* _Data for this exercise_
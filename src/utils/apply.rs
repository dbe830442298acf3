//! `Apply` trait

/// Extends all sized types with an `apply` method
pub trait Apply: Sized {
    /// apply `f` to self
    #[inline]
    fn apply<R>(self, f: impl FnOnce(Self) -> R) -> R {
        f(self)
    }
}

impl<T: Sized> Apply for T {}
//! crypto utils

use crate::utils::Also;

use hmac::{Hmac, Mac};
use sha2::{Digest, Sha256};

/// convert bytes to lowercase hex string
pub fn to_hex_string(src: impl AsRef<[u8]>) -> String {
    faster_hex::hex_string(src.as_ref())
}

/// `hex(sha256(data))`
pub fn hex_sha256(data: &[u8]) -> String {
    let src = Sha256::digest(data);

    #[cfg(test)]
    debug_assert!(src.as_slice().len() == 32);

    to_hex_string(src)
}

/// `sha256(data)` as raw bytes
pub fn sha256(data: &[u8]) -> [u8; 32] {
    Sha256::digest(data).into()
}

/// `hmac_sha256(key, data)`
pub fn hmac_sha256(key: &[u8], data: &[u8]) -> [u8; 32] {
    let m = <Hmac<Sha256>>::new_from_slice(key)
        .unwrap_or_else(|_| panic!("HMAC can take key of any size"));
    m.also(|m| m.update(data)).finalize().into_bytes().into()
}

/// `hex(hmac_sha256(key, data))`
pub fn hex_hmac_sha256(key: &[u8], data: &[u8]) -> String {
    to_hex_string(hmac_sha256(key, data))
}
use std::fmt;

use netstack_core::NetError;

/// Errors local to the IP demultiplexer, distinct from
/// [`netstack_core::NetError`] since they describe malformed datagrams
/// rather than device/registration failures — except [`IpError::Core`],
/// which carries one of the latter through so callers above this layer
/// can still match on it via `source()`.
#[derive(Debug)]
pub enum IpError {
    /// Fewer than 20 bytes — shorter than a minimal IPv4 header.
    TooShort,
    /// `version` field is not 4.
    BadVersion,
    /// Header checksum did not sum to zero.
    BadChecksum,
    /// No interface of family `Ipv4` is bound to the receiving device.
    NoInterface,
    /// No protocol module registered for the datagram's protocol number.
    NoProtocol,
    /// `output` found no device whose bound interface unicast address
    /// matches the requested source address.
    NoRoute,
    /// A core operation (device output) failed; propagated as-is.
    Core(NetError),
}

impl fmt::Display for IpError {
    fn fmt(&self, f: &mut fmt::Formatter<'_>) -> fmt::Result {
        match self {
            IpError::TooShort => write!(f, "datagram shorter than an IPv4 header"),
            IpError::BadVersion => write!(f, "not an IPv4 datagram"),
            IpError::BadChecksum => write!(f, "header checksum mismatch"),
            IpError::NoInterface => write!(f, "no IPv4 interface bound to receiving device"),
            IpError::NoProtocol => write!(f, "no protocol registered for this protocol number"),
            IpError::NoRoute => write!(f, "no device has an interface matching the requested source address"),
            IpError::Core(err) => write!(f, "{err}"),
        }
    }
}

impl std::error::Error for IpError {
    fn source(&self) -> Option<&(dyn std::error::Error + 'static)> {
        match self {
            IpError::Core(err) => Some(err),
            _ => None,
        }
    }
}

impl From<NetError> for IpError {
    fn from(err: NetError) -> Self {
        IpError::Core(err)
    }
}
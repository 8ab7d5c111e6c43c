//! ICMP echo responder built on `netstack-core` and `netstack-ip`: the
//! worked protocol-module example for this workspace's device/protocol
//! dispatch core.
//!
//! Only echo request/reply is implemented (see
//! [`responder::IcmpResponder`]) — destination-unreachable, redirect,
//! timestamp, and the rest of RFC 792 are out of scope.

mod error;
mod responder;
mod wire;

pub use error::IcmpError;
pub use responder::{IcmpResponder, IP_PROTOCOL_ICMP};
pub use wire::{IcmpMessage, TYPE_ECHO_REPLY, TYPE_ECHO_REQUEST};
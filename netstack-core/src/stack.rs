//! Lifecycle and the `Stack` aggregate.
//!
//! The registries described in the reference implementation are
//! module-level globals. Here they are fields of a single [`Stack`] value,
//! and the "no registration after `run`" rule is upgraded from a
//! documented precondition to a compile-time one: registration methods
//! only exist on `Stack<Setup>`, data-plane methods only on
//! `Stack<Running>`. `run` consumes the former and returns the latter.

use std::any::Any;
use std::marker::PhantomData;
use std::sync::atomic::{AtomicBool, Ordering};
use std::sync::{Arc, Condvar, Mutex};
use std::thread::{self, JoinHandle};
use std::time::{Duration, Instant};

use log::{debug, info};

use crate::device::{DeviceHandle, NetDevice};
use crate::error::NetError;
use crate::event::{EventHandler, EventService};
use crate::interface::Interface;
use crate::protocol::{ProtocolHandler, ProtocolRegistry, DEFAULT_QUEUE_CAPACITY};
use crate::timer::{TimerHandler, TimerService};
use crate::DeviceRegistry;

/// Tunables with sane defaults, set programmatically before `run` — this
/// crate has no configuration file format, it is a library.
#[derive(Clone, Copy, Debug)]
pub struct StackConfig {
    /// Bound on each protocol's pending-input queue.
    pub queue_capacity: usize,
    /// How often the interrupt worker wakes on its own (in the absence of
    /// a raised softirq/event) to check timers. Must be at least as
    /// short as the shortest registered timer interval for that timer to
    /// fire promptly.
    pub tick_interval: Duration,
}

impl Default for StackConfig {
    fn default() -> Self {
        Self {
            queue_capacity: DEFAULT_QUEUE_CAPACITY,
            tick_interval: Duration::from_millis(10),
        }
    }
}

/// Sealed marker for [`Stack`]'s lifecycle typestate.
pub trait StackState: private::Sealed {}

/// The stack has been constructed; registration methods are available and
/// no device has been opened yet.
pub struct Setup;
/// `run` has been called; every registered device is open and the
/// interrupt worker thread is live. Registration methods no longer exist
/// on this type — calling them is a compile error, not a runtime one.
pub struct Running;

impl StackState for Setup {}
impl StackState for Running {}

mod private {
    pub trait Sealed {}
    impl Sealed for super::Setup {}
    impl Sealed for super::Running {}
}

pub(crate) struct StackInner {
    pub(crate) devices: DeviceRegistry,
    pub(crate) protocols: ProtocolRegistry,
    pub(crate) timers: TimerService,
    pub(crate) events: EventService,
    config: StackConfig,
    softirq_pending: AtomicBool,
    event_pending: AtomicBool,
    wake: Condvar,
    wake_gate: Mutex<()>,
    running: AtomicBool,
    worker: Mutex<Option<JoinHandle<()>>>,
}

/// The network core: device table, protocol table, timer list, event
/// list, and the two deferred-work entry points (softirq, event).
///
/// `S` is either [`Setup`] (registration phase) or [`Running`] (data
/// plane phase); see the module documentation.
pub struct Stack<S: StackState> {
    pub(crate) inner: Arc<StackInner>,
    _state: PhantomData<S>,
}

impl<S: StackState> Clone for Stack<S> {
    fn clone(&self) -> Self {
        Self {
            inner: Arc::clone(&self.inner),
            _state: PhantomData,
        }
    }
}

impl Default for Stack<Setup> {
    fn default() -> Self {
        Self::new(StackConfig::default())
    }
}

impl Stack<Setup> {
    /// Construct an empty stack with the given configuration.
    pub fn new(config: StackConfig) -> Self {
        Self {
            inner: Arc::new(StackInner {
                devices: DeviceRegistry::default(),
                protocols: ProtocolRegistry::default(),
                timers: TimerService::default(),
                events: EventService::default(),
                config,
                softirq_pending: AtomicBool::new(false),
                event_pending: AtomicBool::new(false),
                wake: Condvar::new(),
                wake_gate: Mutex::new(()),
                running: AtomicBool::new(false),
                worker: Mutex::new(None),
            }),
            _state: PhantomData,
        }
    }

    /// Register a device driver. Assigns the next index and the name
    /// `net<index>`. Returns a [`DeviceHandle`] usable immediately for
    /// [`Stack::add_interface`].
    pub fn register_device(&self, link_type: u16, mtu: u16, ops: Box<dyn NetDevice + Send + Sync>) -> DeviceHandle {
        self.inner.devices.register(link_type, mtu, ops)
    }

    /// Attach `iface` to `device`. Fails with
    /// [`NetError::DuplicateFamily`] if the device already has an
    /// interface of that family.
    pub fn add_interface(&self, device: &DeviceHandle, iface: Interface) -> Result<(), NetError> {
        device.add_interface(iface)
    }

    /// Register `handler` for `type_code`. Fails with
    /// [`NetError::AlreadyRegistered`] on a duplicate type code.
    pub fn register_protocol(
        &self,
        type_code: u16,
        handler: ProtocolHandler,
    ) -> Result<(), NetError> {
        self.inner
            .protocols
            .register(type_code, self.inner.config.queue_capacity, handler)
    }

    /// Register a periodic timer. `handler` fires whenever `elapsed since
    /// last fire >= interval`, checked on every tick.
    pub fn register_timer(&self, interval: Duration, handler: TimerHandler) {
        self.inner.timers.register(interval, Instant::now(), handler);
    }

    /// Subscribe `handler` to the event service; invoked with `arg` on
    /// every [`Stack::raise_event`].
    pub fn subscribe_event(&self, handler: EventHandler, arg: Box<dyn Any + Send + Sync>) {
        self.inner.events.subscribe(handler, arg);
    }

    /// Open every registered device and start the interrupt worker
    /// thread. Consumes the setup-phase stack and returns the
    /// running-phase one — registration methods are no longer reachable
    /// after this point.
    pub fn run(self) -> Stack<Running> {
        self.inner.devices.open_all();
        self.inner.running.store(true, Ordering::Release);

        let worker_inner = Arc::clone(&self.inner);
        let handle = thread::spawn(move || worker_loop(worker_inner));
        *self.inner.worker.lock().expect("worker handle poisoned") = Some(handle);

        info!("stack: running");
        Stack {
            inner: self.inner,
            _state: PhantomData,
        }
    }
}

fn worker_loop(inner: Arc<StackInner>) {
    let tick_interval = inner.config.tick_interval;
    let mut gate = inner.wake_gate.lock().expect("wake gate poisoned");
    while inner.running.load(Ordering::Acquire) {
        let (next_gate, _timeout) = inner
            .wake
            .wait_timeout(gate, tick_interval)
            .expect("wake condvar poisoned");
        gate = next_gate;

        if !inner.running.load(Ordering::Acquire) {
            break;
        }
        if inner.event_pending.swap(false, Ordering::AcqRel) {
            inner.events.dispatch();
        }
        if inner.softirq_pending.swap(false, Ordering::AcqRel) {
            inner.protocols.softirq_drain();
        }
        inner.timers.tick(Instant::now());
    }
}

impl Stack<Running> {
    /// Enqueue `bytes` for the protocol registered under `type_code` and
    /// raise the softirq. Must not block — this is the driver/interrupt
    /// context entry point.
    pub fn net_input_handler(
        &self,
        type_code: u16,
        bytes: &[u8],
        device: &DeviceHandle,
    ) -> Result<(), NetError> {
        self.inner.protocols.input(type_code, bytes, device)?;
        self.raise_softirq();
        Ok(())
    }

    /// Snapshot of every registered device, in registration order. Lets a
    /// protocol module above the core (e.g. the IPv4 demultiplexer
    /// choosing an egress device by source address) search the device
    /// table without the core needing to know anything about addressing.
    pub fn devices(&self) -> Vec<DeviceHandle> {
        self.inner.devices.snapshot()
    }

    /// Validate `UP`/MTU and transmit `bytes` on `device`.
    pub fn net_device_output(
        &self,
        device: &DeviceHandle,
        type_code: u16,
        bytes: &[u8],
        dst: &[u8],
    ) -> Result<(), NetError> {
        device.output(type_code, bytes, dst)
    }

    /// Signal the softirq line. The interrupt worker thread will drain
    /// every protocol queue on its next wake; call [`Stack::run_softirq`]
    /// directly for deterministic, synchronous draining (e.g. in tests).
    pub fn raise_softirq(&self) {
        self.inner.softirq_pending.store(true, Ordering::Release);
        self.inner.wake.notify_one();
    }

    /// Drain every protocol queue to empty right now, on the calling
    /// thread. Safe to call regardless of whether the interrupt worker
    /// thread also wakes and drains concurrently — draining an empty
    /// queue is a no-op.
    pub fn run_softirq(&self) {
        self.inner.protocols.softirq_drain();
    }

    /// Trigger the event service immediately on the calling thread.
    pub fn raise_event(&self) {
        self.inner.events.dispatch();
    }

    /// Check every registered timer against `now` and fire the ones whose
    /// interval has elapsed, on the calling thread.
    pub fn run_timer_tick(&self, now: Instant) {
        self.inner.timers.tick(now);
    }

    /// Close every device and stop the interrupt worker thread, joining
    /// it before returning.
    pub fn shutdown(self) {
        self.inner.devices.close_all();
        self.inner.running.store(false, Ordering::Release);
        self.inner.wake.notify_all();
        if let Some(handle) = self.inner.worker.lock().expect("worker handle poisoned").take() {
            let _ = handle.join();
        }
        debug!("stack: shut down");
    }
}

* _Assignment_
The response must repeat exactly the lines from the top of the material through the line containing "rather than device/registration", both included, with no other output.

* _Task response_
filename src/utils/apply.rs
repository dbe830442298acf3
//! `Apply` trait

/// Extends all sized types with an `apply` method
pub trait Apply: Sized {
    /// apply `f` to self
    #[inline]
    fn apply<R>(self, f: impl FnOnce(Self) -> R) -> R {
        f(self)
    }
}

impl<T: Sized> Apply for T {}
//! crypto utils

use crate::utils::Also;

use hmac::{Hmac, Mac};
use sha2::{Digest, Sha256};

/// convert bytes to lowercase hex string
pub fn to_hex_string(src: impl AsRef<[u8]>) -> String {
    faster_hex::hex_string(src.as_ref())
}

/// `hex(sha256(data))`
pub fn hex_sha256(data: &[u8]) -> String {
    let src = Sha256::digest(data);

    #[cfg(test)]
    debug_assert!(src.as_slice().len() == 32);

    to_hex_string(src)
}

/// `sha256(data)` as raw bytes
pub fn sha256(data: &[u8]) -> [u8; 32] {
    Sha256::digest(data).into()
}

/// `hmac_sha256(key, data)`
pub fn hmac_sha256(key: &[u8], data: &[u8]) -> [u8; 32] {
    let m = <Hmac<Sha256>>::new_from_slice(key)
        .unwrap_or_else(|_| panic!("HMAC can take key of any size"));
    m.also(|m| m.update(data)).finalize().into_bytes().into()
}

/// `hex(hmac_sha256(key, data))`
pub fn hex_hmac_sha256(key: &[u8], data: &[u8]) -> String {
    to_hex_string(hmac_sha256(key, data))
}
use std::fmt;

use netstack_core::NetError;

/// Errors local to the IP demultiplexer, distinct from
/// [`netstack_core::NetError`] since they describe malformed datagrams
/// rather than device/registration failures — except [`IpError::Core`],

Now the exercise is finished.